In a blog titled “New TSA Policy May Lead to Increased Scrutiny of Reading Material”, he says the move would lead inevitably to “greater scrutiny of passengers’ reading materials”, adding: “Someone reading Arab or Muslim literature in today’s environment has all too much cause to worry about discrimination.”

In 2009 a student travelling from Philadelphia to California was interrogated for five hours after airport security staff found some Arabic language flash cards and a book called Rogue Nation: American Unilateralism and the Failure of Good Intentions in his cabin baggage.

Mr Stanley said: “TSA checkpoints are not general law enforcement stops.” Besides the risk that someone might be suspected of being a terrorist, ACLU is also concerned about privacy.

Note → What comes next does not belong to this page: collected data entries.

//   Copyright (c) 2024-2026 Anton Kundenko <singaraiona@gmail.com>
//   All rights reserved.
//
//   Permission is hereby granted, free of charge, to any person obtaining a copy
//   of this software and associated documentation files (the "Software"), to deal
//   in the Software without restriction, including without limitation the rights
//   to use, copy, modify, merge, publish, distribute, sublicense, and/or sell
//   copies of the Software, and to permit persons to whom the Software is
//   furnished to do so, subject to the following conditions:
//
//   The above copyright notice and this permission notice shall be included in all
//   copies or substantial portions of the Software.
//
//   THE SOFTWARE IS PROVIDED "AS IS", WITHOUT WARRANTY OF ANY KIND, EXPRESS OR
//   IMPLIED, INCLUDING BUT NOT LIMITED TO THE WARRANTIES OF MERCHANTABILITY,
//   FITNESS FOR A PARTICULAR PURPOSE AND NONINFRINGEMENT. IN NO EVENT SHALL THE
//   AUTHORS OR COPYRIGHT HOLDERS BE LIABLE FOR ANY CLAIM, DAMAGES OR OTHER
//   LIABILITY, WHETHER IN AN ACTION OF CONTRACT, TORT OR OTHERWISE, ARISING FROM,
//   OUT OF OR IN CONNECTION WITH THE SOFTWARE OR THE USE OR OTHER DEALINGS IN THE
//   SOFTWARE.

//! Explicit type conversion kernels.
//!
//! Semantics: float → integer truncates toward zero and maps out-of-range
//! (and NaN) to null; integer widening is exact; narrowing with loss is an
//! error unless `allow_lossy` is set, in which case values saturate at the
//! target bounds; integer → float rounds to nearest.

use crate::column::builder::{CatBuilder, PrimBuilder, StrBuilder};
use crate::column::primitive::{PrimType, PrimitiveArray};
use crate::column::{Column, DataType};
use crate::error::{Error, Result};

fn cast_prim<S: PrimType, U: PrimType>(
    arr: &PrimitiveArray<S>,
    allow_lossy: bool,
) -> Result<PrimitiveArray<U>> {
    let mut b = PrimBuilder::<U>::with_capacity(arr.len())?;
    for v in arr.iter() {
        let Some(v) = v else {
            b.append_null()?;
            continue;
        };
        if S::IS_FLOAT {
            if U::IS_FLOAT {
                b.append_value(U::from_f64(v.to_f64()))?;
            } else {
                let t = v.to_f64().trunc();
                if t.is_nan()
                    || t < U::min_value().as_i128() as f64
                    || t > U::max_value().as_i128() as f64
                {
                    b.append_null()?;
                } else {
                    b.append_value(U::from_f64(t))?;
                }
            }
        } else if U::IS_FLOAT {
            b.append_value(U::from_f64(v.to_f64()))?;
        } else {
            match U::from_i128(v.as_i128()) {
                Some(u) => b.append_value(u)?,
                None if allow_lossy => b.append_value(U::from_i128_sat(v.as_i128()))?,
                None => {
                    return Err(Error::arithmetic(format!(
                        "value {v} is out of range for cast {} -> {}",
                        S::dtype(),
                        U::dtype()
                    )))
                }
            }
        }
    }
    b.finish()
}

fn cast_prim_to<S: PrimType>(
    arr: &PrimitiveArray<S>,
    to: &DataType,
    allow_lossy: bool,
) -> Result<Column> {
    Ok(match to {
        DataType::F64 => Column::F64(cast_prim::<S, f64>(arr, allow_lossy)?),
        DataType::F32 => Column::F32(cast_prim::<S, f32>(arr, allow_lossy)?),
        DataType::I64 => Column::I64(cast_prim::<S, i64>(arr, allow_lossy)?),
        DataType::I32 => Column::I32(cast_prim::<S, i32>(arr, allow_lossy)?),
        DataType::U64 => Column::U64(cast_prim::<S, u64>(arr, allow_lossy)?),
        DataType::U32 => Column::U32(cast_prim::<S, u32>(arr, allow_lossy)?),
        DataType::I8 => Column::I8(cast_prim::<S, i8>(arr, allow_lossy)?),
        DataType::U8 => Column::U8(cast_prim::<S, u8>(arr, allow_lossy)?),
        DataType::Datetime(u) => Column::Datetime(cast_prim::<S, i64>(arr, allow_lossy)?, *u),
        DataType::Duration(u) => Column::Duration(cast_prim::<S, i64>(arr, allow_lossy)?, *u),
        DataType::Bool => {
            let mut b = PrimBuilder::<u8>::with_capacity(arr.len())?;
            for v in arr.iter() {
                match v {
                    None => b.append_null()?,
                    Some(v) => b.append_value((v.to_f64() != 0.0) as u8)?,
                }
            }
            Column::Bool(b.finish()?)
        }
        other => {
            return Err(Error::type_err(format!(
                "unsupported cast {} -> {}",
                S::dtype(),
                other
            )))
        }
    })
}

/// Render any column as strings.
fn cast_to_str(col: &Column) -> Result<Column> {
    let mut b = StrBuilder::with_capacity(col.len())?;
    for i in 0..col.len() {
        let v = col.get(i);
        if v.is_null() {
            b.append_null()?;
        } else {
            b.append_value(&v.to_string())?;
        }
    }
    Ok(Column::Str(b.finish()?))
}

/// Convert a column to `to`.
pub fn cast(col: &Column, to: &DataType, allow_lossy: bool) -> Result<Column> {
    if &col.dtype() == to {
        return Ok(col.clone());
    }
    match (col, to) {
        (_, DataType::Str) => cast_to_str(col),
        (Column::Str(a), DataType::Categorical) => {
            let mut b = CatBuilder::new();
            for s in a.iter() {
                match s {
                    Some(s) => b.append_value(s)?,
                    None => b.append_null()?,
                }
            }
            Ok(Column::Cat(b.finish()?))
        }
        (Column::F64(a), _) => cast_prim_to(a, to, allow_lossy),
        (Column::F32(a), _) => cast_prim_to(a, to, allow_lossy),
        (Column::I64(a), _) => cast_prim_to(a, to, allow_lossy),
        (Column::I32(a), _) => cast_prim_to(a, to, allow_lossy),
        (Column::U64(a), _) => cast_prim_to(a, to, allow_lossy),
        (Column::U32(a), _) => cast_prim_to(a, to, allow_lossy),
        (Column::I8(a), _) => cast_prim_to(a, to, allow_lossy),
        (Column::U8(a), _) => cast_prim_to(a, to, allow_lossy),
        (Column::Bool(a), _) if to.is_numeric() => cast_prim_to(a, to, allow_lossy),
        (Column::Datetime(a, _), _) | (Column::Duration(a, _), _)
            if to.is_numeric() || matches!(to, DataType::Datetime(_) | DataType::Duration(_)) =>
        {
            cast_prim_to(a, to, allow_lossy)
        }
        (_, _) => Err(Error::type_err(format!(
            "unsupported cast {} -> {}",
            col.dtype(),
            to
        ))),
    }
}

impl Column {
    /// Explicit conversion; see the module docs for semantics.
    pub fn cast(&self, to: &DataType, allow_lossy: bool) -> Result<Column> {
        cast(self, to, allow_lossy)
    }
}

#[cfg(test)]
mod tests {
    use super::*;

    #[test]
    fn float_to_int_truncates_toward_zero() {
        let c = Column::from_vec(vec![1.9f64, -1.9, 0.5]).unwrap();
        let out = c.cast(&DataType::I64, false).unwrap();
        let a = out.prim::<i64>().unwrap();
        assert_eq!(a.values(), &[1, -1, 0]);
    }

    #[test]
    fn float_out_of_range_becomes_null() {
        let c = Column::from_vec(vec![1.0f64, 1e40, f64::NAN]).unwrap();
        let out = c.cast(&DataType::I32, false).unwrap();
        let a = out.prim::<i32>().unwrap();
        assert_eq!(a.get(0), Some(1));
        assert_eq!(a.get(1), None);
        assert_eq!(a.get(2), None);
    }

    #[test]
    fn lossy_narrowing_errors_without_flag() {
        let c = Column::from_vec(vec![1i64, 300]).unwrap();
        assert!(matches!(
            c.cast(&DataType::I8, false),
            Err(Error::Arithmetic(_))
        ));
        let out = c.cast(&DataType::I8, true).unwrap();
        assert_eq!(out.prim::<i8>().unwrap().values(), &[1, 127]);
    }

    #[test]
    fn widening_is_exact() {
        let c = Column::from_vec(vec![i32::MIN, -1, i32::MAX]).unwrap();
        let out = c.cast(&DataType::I64, false).unwrap();
        assert_eq!(
            out.prim::<i64>().unwrap().values(),
            &[i32::MIN as i64, -1, i32::MAX as i64]
        );
    }

    #[test]
    fn str_cat_round_trip() {
        let c = Column::from_opt_strs(&[Some("a"), None, Some("b"), Some("a")]).unwrap();
        let cat = c.cast(&DataType::Categorical, false).unwrap();
        assert_eq!(cat.dtype(), DataType::Categorical);
        let back = cat.cast(&DataType::Str, false).unwrap();
        assert_eq!(back.get(0), c.get(0));
        assert_eq!(back.get(1), crate::value::Scalar::Null);
        assert_eq!(back.get(3), c.get(3));
    }
}
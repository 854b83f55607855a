//   Copyright (c) 2024-2026 Anton Kundenko <singaraiona@gmail.com>
//   All rights reserved.
//
//   Permission is hereby granted, free of charge, to any person obtaining a copy
//   of this software and associated documentation files (the "Software"), to deal
//   in the Software without restriction, including without limitation the rights
//   to use, copy, modify, merge, publish, distribute, sublicense, and/or sell
//   copies of the Software, and to permit persons to whom the Software is
//   furnished to do so, subject to the following conditions:
//
//   The above copyright notice and this permission notice shall be included in all
//   copies or substantial portions of the Software.
//
//   THE SOFTWARE IS PROVIDED "AS IS", WITHOUT WARRANTY OF ANY KIND, EXPRESS OR
//   IMPLIED, INCLUDING BUT NOT LIMITED TO THE WARRANTIES OF MERCHANTABILITY,
//   FITNESS FOR A PARTICULAR PURPOSE AND NONINFRINGEMENT. IN NO EVENT SHALL THE
//   AUTHORS OR COPYRIGHT HOLDERS BE LIABLE FOR ANY CLAIM, DAMAGES OR OTHER
//   LIABILITY, WHETHER IN AN ACTION OF CONTRACT, TORT OR OTHERWISE, ARISING FROM,
//   OUT OF OR IN CONNECTION WITH THE SOFTWARE OR THE USE OR OTHER DEALINGS IN THE
//   SOFTWARE.

//! Error values returned by the engine.
//!
//! Every fallible API in the workspace returns [`Result`]. Errors carry a
//! human-readable description naming the offending column, operation and,
//! where available, the row or batch index. They propagate up the executor
//! unchanged; nothing in the core prints or retries.

/// Error kinds produced by the engine.
#[derive(Debug, Clone, PartialEq, Eq)]
pub enum Error {
    /// Column missing, duplicate name, type mismatch, unexpected null policy.
    Schema(String),
    /// Length mismatch between columns or between an expression result and
    /// its context.
    Shape(String),
    /// An operation invalid for its operand kinds.
    Type(String),
    /// Integer division by zero, out-of-range cast without `allow_lossy`.
    Arithmetic(String),
    /// Allocator failure. Fatal to the current operation, never poisons
    /// global state.
    OutOfMemory,
    /// Task group was cancelled or its deadline elapsed.
    Cancelled,
    /// Forwarded from an external batch source without interpretation.
    Io(String),
    /// An internal invariant was violated; indicates a bug.
    Internal(String),
}

impl Error {
    pub fn schema(msg: impl Into<String>) -> Self {
        Error::Schema(msg.into())
    }

    pub fn shape(msg: impl Into<String>) -> Self {
        Error::Shape(msg.into())
    }

    pub fn type_err(msg: impl Into<String>) -> Self {
        Error::Type(msg.into())
    }

    pub fn arithmetic(msg: impl Into<String>) -> Self {
        Error::Arithmetic(msg.into())
    }

    pub fn io(msg: impl Into<String>) -> Self {
        Error::Io(msg.into())
    }

    pub fn internal(msg: impl Into<String>) -> Self {
        Error::Internal(msg.into())
    }
}

impl std::fmt::Display for Error {
    fn fmt(&self, f: &mut std::fmt::Formatter<'_>) -> std::fmt::Result {
        match self {
            Error::Schema(m) => write!(f, "schema error: {m}"),
            Error::Shape(m) => write!(f, "shape error: {m}"),
            Error::Type(m) => write!(f, "type error: {m}"),
            Error::Arithmetic(m) => write!(f, "arithmetic error: {m}"),
            Error::OutOfMemory => f.write_str("out of memory"),
            Error::Cancelled => f.write_str("cancelled"),
            Error::Io(m) => write!(f, "I/O error: {m}"),
            Error::Internal(m) => write!(f, "internal error: {m}"),
        }
    }
}

impl std::error::Error for Error {}

pub type Result<T> = std::result::Result<T, Error>;
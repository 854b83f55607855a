//   Copyright (c) 2024-2026 Anton Kundenko <singaraiona@gmail.com>
//   All rights reserved.
//
//   Permission is hereby granted, free of charge, to any person obtaining a copy
//   of this software and associated documentation files (the "Software"), to deal
//   in the Software without restriction, including without limitation the rights
//   to use, copy, modify, merge, publish, distribute, sublicense, and/or sell
//   copies of the Software, and to permit persons to whom the Software is
//   furnished to do so, subject to the following conditions:
//
//   The above copyright notice and this permission notice shall be included in all
//   copies or substantial portions of the Software.
//
//   THE SOFTWARE IS PROVIDED "AS IS", WITHOUT WARRANTY OF ANY KIND, EXPRESS OR
//   IMPLIED, INCLUDING BUT NOT LIMITED TO THE WARRANTIES OF MERCHANTABILITY,
//   FITNESS FOR A PARTICULAR PURPOSE AND NONINFRINGEMENT. IN NO EVENT SHALL THE
//   AUTHORS OR COPYRIGHT HOLDERS BE LIABLE FOR ANY CLAIM, DAMAGES OR OTHER
//   LIABILITY, WHETHER IN AN ACTION OF CONTRACT, TORT OR OTHERWISE, ARISING FROM,
//   OUT OF OR IN CONNECTION WITH THE SOFTWARE OR THE USE OR OTHER DEALINGS IN THE
//   SOFTWARE.

//! 64-bit hashing primitives.
//!
//! Integer elements hash with a golden-ratio multiply (see
//! `column::primitive::hash_u64`); byte ranges use the wide-multiply mixer
//! below. Hash combination across key columns runs left to right.

const SECRET0: u64 = 0xA076_1D64_78BD_642F;
const SECRET1: u64 = 0xE703_7ED1_A0B4_28DB;
const SECRET2: u64 = 0x8EBC_6AF0_9C88_C6E3;

/// 128-bit multiply folding both halves.
#[inline]
pub fn wymum(a: u64, b: u64) -> u64 {
    let r = (a as u128) * (b as u128);
    ((r >> 64) as u64) ^ (r as u64)
}

#[inline]
fn read_u64(bytes: &[u8], at: usize) -> u64 {
    let mut buf = [0u8; 8];
    buf.copy_from_slice(&bytes[at..at + 8]);
    u64::from_le_bytes(buf)
}

#[inline]
fn read_u32(bytes: &[u8], at: usize) -> u64 {
    let mut buf = [0u8; 4];
    buf.copy_from_slice(&bytes[at..at + 4]);
    u32::from_le_bytes(buf) as u64
}

/// Hash an arbitrary byte range. Used for string keys and any fixed-size
/// key wider than one machine word.
pub fn hash_bytes(bytes: &[u8]) -> u64 {
    let len = bytes.len();
    let mut h = SECRET0 ^ len as u64;
    let mut at = 0;
    while at + 16 <= len {
        h = wymum(
            read_u64(bytes, at) ^ SECRET1,
            read_u64(bytes, at + 8) ^ h,
        );
        at += 16;
    }
    let rest = len - at;
    let (a, b) = if rest >= 8 {
        (read_u64(bytes, at), read_u64(bytes, len - 8))
    } else if rest >= 4 {
        (read_u32(bytes, at), read_u32(bytes, len - 4))
    } else if rest > 0 {
        // 1..=3 bytes: first, middle, last.
        let a = (bytes[at] as u64) << 16
            | (bytes[at + rest / 2] as u64) << 8
            | bytes[len - 1] as u64;
        (a, 0)
    } else {
        (0, 0)
    };
    wymum(a ^ SECRET2, b ^ h)
}

/// Associative-order mix of two element hashes; the engine always folds
/// key columns left to right.
#[inline]
pub fn combine(a: u64, b: u64) -> u64 {
    wymum(a ^ SECRET1, b ^ SECRET2)
}

/// Map a hash to a partition index in `[0, n)` with a 128-bit multiply;
/// uniform without a modulo.
#[inline]
pub fn hash_to_partition(h: u64, n: usize) -> usize {
    (((h as u128) * (n as u128)) >> 64) as usize
}

#[cfg(test)]
mod tests {
    use super::*;

    #[test]
    fn bytes_hash_varies() {
        let a = hash_bytes(b"alpha");
        let b = hash_bytes(b"alphb");
        let c = hash_bytes(b"");
        assert_ne!(a, b);
        assert_ne!(a, c);
        assert_eq!(a, hash_bytes(b"alpha"));
    }

    #[test]
    fn partition_in_range() {
        for n in [1usize, 2, 3, 7, 64] {
            for h in [0u64, 1, u64::MAX, 0x1234_5678_9ABC_DEF0] {
                assert!(hash_to_partition(h, n) < n);
            }
        }
    }
}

“A person who is reading a book entitled Overcoming Sexual Abuse or Overcoming Sexual Dysfunction is not likely to want to plop that volume down on the conveyor belt for all to see,” said Mr Stanley.

“Even someone reading a bestseller like Fifty Shades of Grey or a mild self-help book with a title such as What Should I Do With My Life? might be shy about exposing his or her reading habits.”

The TSA currently employs several thousand “Behavior Detection Officers”, looking for passengers demonstrating “excessive fear or stress” and subjecting them to additional screening.